The lakes could be reached by special buses or ferries depending on the route you will choose. You have to choose the route because it is impossible to see everything in one day. Each of the recommended routes has its own duration—2-3, 3-4, 4-6, or 6-8 hours. However, you are also can walk if you wish.
Im not sure how it’s done with tourist groups, but individuals must conquer places in a transport to get to the lakes. A bus is supposed to arrive every 30 minutes, but in fact, we waited for an hour. You need to occupy the seats in a bus, otherwise you will be asked to leave it and wait for the next one. A bus wont move until every standing passenger leaves it.
In general, organization here reminds one of chaos; however, when you finally reach the desired place, all the rushing will fade away. You will forget everything and be surprised that you are able to walk ten kilometers without any signs of weariness. This is the magical influence of the water. It “washes away” all negative feelings.
Only now, having found yourself surrounded by idyllic nature, you realize all your advantages over tourist groups. They have only a couple of hours at their disposal, they must follow their guide in a rush, and five hours of the return trip are already awaiting them, while you are free and have nowhere to be in a hurry.
Plitvice Lakes National Park in Croatia initially became the object of research of many scientists, and it was only after that, it turned into a Mecca for tourists. It is thought that this unusual ecosystem has existed for a long time. Anyway, the last ultra-modern research showed that Plitvice Lakes are no younger than 7,000 years. The park became a UNESCO World Heritage site in 1979 and was included in the top ten places called Water for life by the United Nations. No wonder that this place is overcrowded with tourists. Unfortunately, managers of the park obviously are not able to handle such a flow of visitors.
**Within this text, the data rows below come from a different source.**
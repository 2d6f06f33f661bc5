//! Backoff strategies and timeouts for spin loops.
//!
//! Record locks live inside the 64-bit index entries, so waiting for one is
//! a compare-and-swap loop rather than a parked thread on a wait queue. The
//! loop asks a [`Backoff`] how to pause between attempts and a [`Deadline`]
//! whether to give up.

use std::hint;
use std::thread;
use std::time::{Duration, Instant};

use serde::{Deserialize, Serialize};

/// How a spin loop pauses between attempts.
#[derive(Debug, Clone, Copy, PartialEq, Eq, Default, Serialize, Deserialize)]
#[serde(rename_all = "snake_case")]
pub enum Backoff {
    /// Busy-spin with an exponentially growing number of spin hints.
    #[default]
    Spin,
    /// Yield the time slice to the scheduler.
    Yield,
    /// Sleep for a fixed number of microseconds.
    Park {
        /// Sleep duration in microseconds.
        micros: u64,
    },
}

/// Spins double per attempt up to this exponent, then the loop yields.
const SPIN_LIMIT: u32 = 6;

impl Backoff {
    /// Pauses according to the strategy. `attempt` counts from zero.
    pub fn snooze(&self, attempt: u32) {
        match self {
            Self::Spin => {
                if attempt <= SPIN_LIMIT {
                    for _ in 0..(1u32 << attempt) {
                        hint::spin_loop();
                    }
                } else {
                    thread::yield_now();
                }
            }
            Self::Yield => thread::yield_now(),
            Self::Park { micros } => thread::sleep(Duration::from_micros(*micros)),
        }
    }
}

/// How long a lock acquisition may wait.
#[derive(Debug, Clone, Copy, PartialEq, Eq)]
pub enum LockTimeout {
    /// Make a single attempt.
    TryOnce,
    /// Retry until the duration has elapsed.
    After(Duration),
    /// Retry forever.
    Infinite,
}

impl LockTimeout {
    /// Creates a timeout from milliseconds.
    #[must_use]
    pub const fn from_millis(ms: u64) -> Self {
        Self::After(Duration::from_millis(ms))
    }

    /// Starts the clock for one acquisition.
    #[must_use]
    pub fn start(self) -> Deadline {
        Deadline {
            timeout: self,
            started: Instant::now(),
        }
    }
}

impl Default for LockTimeout {
    fn default() -> Self {
        Self::from_millis(crate::constants::DEFAULT_LOCK_TIMEOUT_MS)
    }
}

/// A started [`LockTimeout`].
#[derive(Debug, Clone, Copy)]
pub struct Deadline {
    timeout: LockTimeout,
    started: Instant,
}

impl Deadline {
    /// Returns true once no further attempt may be made.
    #[must_use]
    pub fn expired(&self) -> bool {
        match self.timeout {
            LockTimeout::TryOnce => true,
            LockTimeout::After(limit) => self.started.elapsed() >= limit,
            LockTimeout::Infinite => false,
        }
    }

    /// Time spent since the clock was started.
    #[must_use]
    pub fn elapsed(&self) -> Duration {
        self.started.elapsed()
    }

    /// Elapsed time in whole milliseconds, saturating.
    #[must_use]
    pub fn elapsed_ms(&self) -> u64 {
        u64::try_from(self.elapsed().as_millis()).unwrap_or(u64::MAX)
    }
}
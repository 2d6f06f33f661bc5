//! The record store.
//!
//! [`ChunkStore`] owns one arena and everything layered on it:
//!
//! ```text
//!                   ChunkStore
//!   +---------------------------------------------+
//!   | structure: Mutex<heap, recycler, next lid>  |   create / remove / resize
//!   | table: TranslationTable (lock-free reads)   |   id -> slot
//!   | locks: LockProtocol (CAS on slot entries)   |   get / put / lock / pin
//!   +---------------------------------------------+
//!                        |
//!                      Arena
//! ```
//!
//! Structural changes (allocation, table growth, id assignment, removal)
//! run under one coarse mutex. Payload access runs under per-record locks
//! kept in the entry bits. Lock order is always record lock, then the
//! structural mutex.

mod records;
mod view;

pub use view::{RecordMut, RecordRef};

use std::path::{Path, PathBuf};
use std::sync::Arc;
use std::time::{SystemTime, UNIX_EPOCH};

use chunkstore_common::config::StoreConfig;
use chunkstore_common::error::{StoreError, StoreResult};
use chunkstore_common::sync::LockTimeout;
use chunkstore_common::types::{ChunkId, ChunkIdRange, NodeId};
use chunkstore_index::{IdRecycler, LockProtocol, LockResult, LockStats, Ownership, TranslationTable};
use chunkstore_memory::{Address, Arena, Entry, Heap, HeapArena, HeapStatus};
use parking_lot::{Mutex, MutexGuard};
use tracing::{debug, error, info, warn};

use crate::analyzer::{self, AnalysisReport};
use crate::dump::{self, Dump, DumpHeader};
use crate::stats::StoreStats;

/// State guarded by the structural lock.
struct Structure<A: Arena> {
    heap: Heap<A>,
    recycler: IdRecycler,
    next_local_id: u64,
}

/// A store of variable-sized records in one arena.
///
/// # Example
///
/// ```rust
/// use chunkstore_common::config::StoreConfig;
/// use chunkstore_common::sync::LockTimeout;
/// use chunkstore_engine::ChunkStore;
///
/// let store = ChunkStore::open(StoreConfig::for_testing()).unwrap();
/// let id = store.create(8).unwrap();
///
/// store.lock_write(id, LockTimeout::TryOnce).unwrap();
/// assert!(store.lock_read(id, LockTimeout::TryOnce).unwrap_err().is_retryable());
/// store.unlock_write(id).unwrap();
/// ```
pub struct ChunkStore<A: Arena = HeapArena> {
    config: StoreConfig,
    arena: Arc<A>,
    table: TranslationTable<A>,
    structure: Mutex<Structure<A>>,
    locks: LockProtocol,
    stats: StoreStats,
}
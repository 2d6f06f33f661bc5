//! ChunkStore benchmarks
//!
//! This crate contains benchmarks for:
//! - The heap allocator (malloc/free churn, multi-allocation)
//! - Translation table lookups
//! - Record store create/get/put paths, single and multi-threaded
//!
//! Run benchmarks with:
//! ```bash
//! cargo bench -p chunkstore-bench
//! ```

pub mod utils;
The park occupies the 300-square-kilometer territory. It is a huge complex of lakes, waterfalls, forests, and fields with an amazing variety of flora and fauna. The stunning noise of the water and nearly the same volume of bird songs follow you all over the place. Merging into cascades, the famous 16 Plitvice lakes make up only 1.5% of the park territory. The lakes stretch out for 10 kilometres and are divided between the Upper and Lower with 156-meter difference of elevation between them. Four lower lakes are located in a distant canyon with its cliff shores of at least 50 meters in height.
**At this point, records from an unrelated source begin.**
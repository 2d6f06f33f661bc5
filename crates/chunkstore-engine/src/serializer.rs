//! Typed record encoding.
//!
//! The store never interprets payload bytes. It resolves a record to a
//! bounded `(address, length)` window and hands a cursor over that window to
//! an [`Encode`] or [`Decode`] implementation.
//!
//! Built-in implementations use little-endian integers and length-prefixed
//! (`u32`) byte strings:
//!
//! ```text
//! +--------+------------------+
//! | u32 n  | n bytes          |   String, Vec<u8>
//! +--------+------------------+
//! ```

use chunkstore_common::error::{StoreError, StoreResult};

use crate::store::{RecordMut, RecordRef};

/// Types that can be written into a record.
pub trait Encode {
    /// Exact number of bytes `encode` writes.
    fn encoded_len(&self) -> u64;

    /// Writes the value at the writer's position.
    fn encode(&self, writer: &mut RecordWriter<'_>) -> StoreResult<()>;
}

/// Types that can be read back from a record.
pub trait Decode: Sized {
    /// Reads a value at the reader's position.
    fn decode(reader: &mut RecordReader<'_>) -> StoreResult<Self>;
}

/// Sequential reader over a record window.
#[derive(Debug)]
pub struct RecordReader<'a> {
    view: RecordRef<'a>,
    position: u64,
}

impl<'a> RecordReader<'a> {
    /// Starts reading at the beginning of `view`.
    pub fn new(view: RecordRef<'a>) -> Self {
        Self { view, position: 0 }
    }

    /// Current offset into the record.
    pub fn position(&self) -> u64 {
        self.position
    }

    /// Bytes left to read.
    pub fn remaining(&self) -> u64 {
        self.view.len() - self.position
    }

    /// Fills `buf` and advances.
    pub fn read_exact(&mut self, buf: &mut [u8]) -> StoreResult<()> {
        self.view.read_at(self.position, buf)?;
        self.position += buf.len() as u64;
        Ok(())
    }

    fn read_array<const N: usize>(&mut self) -> StoreResult<[u8; N]> {
        let mut bytes = [0u8; N];
        self.read_exact(&mut bytes)?;
        Ok(bytes)
    }

    /// Reads a byte.
    pub fn read_u8(&mut self) -> StoreResult<u8> {
        Ok(self.read_array::<1>()?[0])
    }

    /// Reads a little-endian `u32`.
    pub fn read_u32(&mut self) -> StoreResult<u32> {
        self.read_array().map(u32::from_le_bytes)
    }

    /// Reads a little-endian `u64`.
    pub fn read_u64(&mut self) -> StoreResult<u64> {
        self.read_array().map(u64::from_le_bytes)
    }

    /// Reads a little-endian `i64`.
    pub fn read_i64(&mut self) -> StoreResult<i64> {
        self.read_array().map(i64::from_le_bytes)
    }

    /// Reads a `u32` length followed by that many bytes.
    pub fn read_len_prefixed(&mut self) -> StoreResult<Vec<u8>> {
        let len = u64::from(self.read_u32()?);
        if len > self.remaining() {
            return Err(StoreError::encoding(format!(
                "length prefix {len} exceeds the {} remaining bytes",
                self.remaining()
            )));
        }
        let mut buf = vec![0u8; len as usize];
        self.read_exact(&mut buf)?;
        Ok(buf)
    }
}

/// Sequential writer over a record window.
#[derive(Debug)]
pub struct RecordWriter<'a> {
    record: RecordMut<'a>,
    position: u64,
}

impl<'a> RecordWriter<'a> {
    /// Starts writing at the beginning of `record`.
    pub fn new(record: RecordMut<'a>) -> Self {
        Self {
            record,
            position: 0,
        }
    }

    /// Current offset into the record.
    pub fn position(&self) -> u64 {
        self.position
    }

    /// Writes `data` and advances.
    pub fn write_all(&mut self, data: &[u8]) -> StoreResult<()> {
        self.record.write_at(self.position, data)?;
        self.position += data.len() as u64;
        Ok(())
    }

    /// Writes a byte.
    pub fn write_u8(&mut self, value: u8) -> StoreResult<()> {
        self.write_all(&[value])
    }

    /// Writes a little-endian `u32`.
    pub fn write_u32(&mut self, value: u32) -> StoreResult<()> {
        self.write_all(&value.to_le_bytes())
    }

    /// Writes a little-endian `u64`.
    pub fn write_u64(&mut self, value: u64) -> StoreResult<()> {
        self.write_all(&value.to_le_bytes())
    }

    /// Writes a little-endian `i64`.
    pub fn write_i64(&mut self, value: i64) -> StoreResult<()> {
        self.write_all(&value.to_le_bytes())
    }

    /// Writes a `u32` length followed by `data`.
    pub fn write_len_prefixed(&mut self, data: &[u8]) -> StoreResult<()> {
        let len = u32::try_from(data.len()).map_err(|_| {
            StoreError::encoding(format!("{} bytes exceed a u32 length prefix", data.len()))
        })?;
        self.write_u32(len)?;
        self.write_all(data)
    }
}

// =============================================================================
// Built-in implementations
// =============================================================================

impl Encode for u8 {
    fn encoded_len(&self) -> u64 {
        1
    }

    fn encode(&self, writer: &mut RecordWriter<'_>) -> StoreResult<()> {
        writer.write_u8(*self)
    }
}

impl Decode for u8 {
    fn decode(reader: &mut RecordReader<'_>) -> StoreResult<Self> {
        reader.read_u8()
    }
}

impl Encode for u32 {
    fn encoded_len(&self) -> u64 {
        4
    }

    fn encode(&self, writer: &mut RecordWriter<'_>) -> StoreResult<()> {
        writer.write_u32(*self)
    }
}

impl Decode for u32 {
    fn decode(reader: &mut RecordReader<'_>) -> StoreResult<Self> {
        reader.read_u32()
    }
}

impl Encode for u64 {
    fn encoded_len(&self) -> u64 {
        8
    }

    fn encode(&self, writer: &mut RecordWriter<'_>) -> StoreResult<()> {
        writer.write_u64(*self)
    }
}

impl Decode for u64 {
    fn decode(reader: &mut RecordReader<'_>) -> StoreResult<Self> {
        reader.read_u64()
    }
}

impl Encode for i64 {
    fn encoded_len(&self) -> u64 {
        8
    }

    fn encode(&self, writer: &mut RecordWriter<'_>) -> StoreResult<()> {
        writer.write_i64(*self)
    }
}

impl Decode for i64 {
    fn decode(reader: &mut RecordReader<'_>) -> StoreResult<Self> {
        reader.read_i64()
    }
}

impl Encode for Vec<u8> {
    fn encoded_len(&self) -> u64 {
        4 + self.len() as u64
    }

    fn encode(&self, writer: &mut RecordWriter<'_>) -> StoreResult<()> {
        writer.write_len_prefixed(self)
    }
}

impl Decode for Vec<u8> {
    fn decode(reader: &mut RecordReader<'_>) -> StoreResult<Self> {
        reader.read_len_prefixed()
    }
}

impl Encode for String {
    fn encoded_len(&self) -> u64 {
        4 + self.len() as u64
    }

    fn encode(&self, writer: &mut RecordWriter<'_>) -> StoreResult<()> {
        writer.write_len_prefixed(self.as_bytes())
    }
}

impl Decode for String {
    fn decode(reader: &mut RecordReader<'_>) -> StoreResult<Self> {
        String::from_utf8(reader.read_len_prefixed()?)
            .map_err(|e| StoreError::encoding(e.to_string()))
    }
}

impl<A: Encode, B: Encode> Encode for (A, B) {
    fn encoded_len(&self) -> u64 {
        self.0.encoded_len() + self.1.encoded_len()
    }

    fn encode(&self, writer: &mut RecordWriter<'_>) -> StoreResult<()> {
        self.0.encode(writer)?;
        self.1.encode(writer)
    }
}

impl<A: Decode, B: Decode> Decode for (A, B) {
    fn decode(reader: &mut RecordReader<'_>) -> StoreResult<Self> {
        let a = A::decode(reader)?;
        let b = B::decode(reader)?;
        Ok((a, b))
    }
}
This ecosystem continues to exist thanks to people caring as well. Swimming, diving, fishing, hunting, cutting, and gathering of herbs are prohibited in the territory of the park.
As it turned out, the lakes are surrounded by numerous caves that we have never even heard about. A whole underground labyrinth—Labudovac Cave Park—is located near Upper Lakes. At one time it was available to tourists, but unfortunately not now. Along the Great Cascade, between the Gavanovac and Kaluderovac lakes, there is an entry to Supljara Cave with a viewing point on Lower Lakes. We simply did not have enough time to get there.
I am not an expert in flora and fauna, but I was really impressed when I heard that more than 1,400 rare species of plants grow in the park, 72 of them are endemic. As for fauna, almost all European animal species inhabit the park, including the biggest Croatian predator, the brown bear (Ursus arctos). Besides the bears, Plitvice Lakes Park is also inhabited by wolves, wild cats, deer, boars, foxes, and different birds. Fortunately, my inexperienced eye noticed just harmless ducks and fish.
Visit their web site for more information. It is available in five languages.
Plitvice Lakes National Park in Croatia is worth visiting, but not for only one day and not during July and August.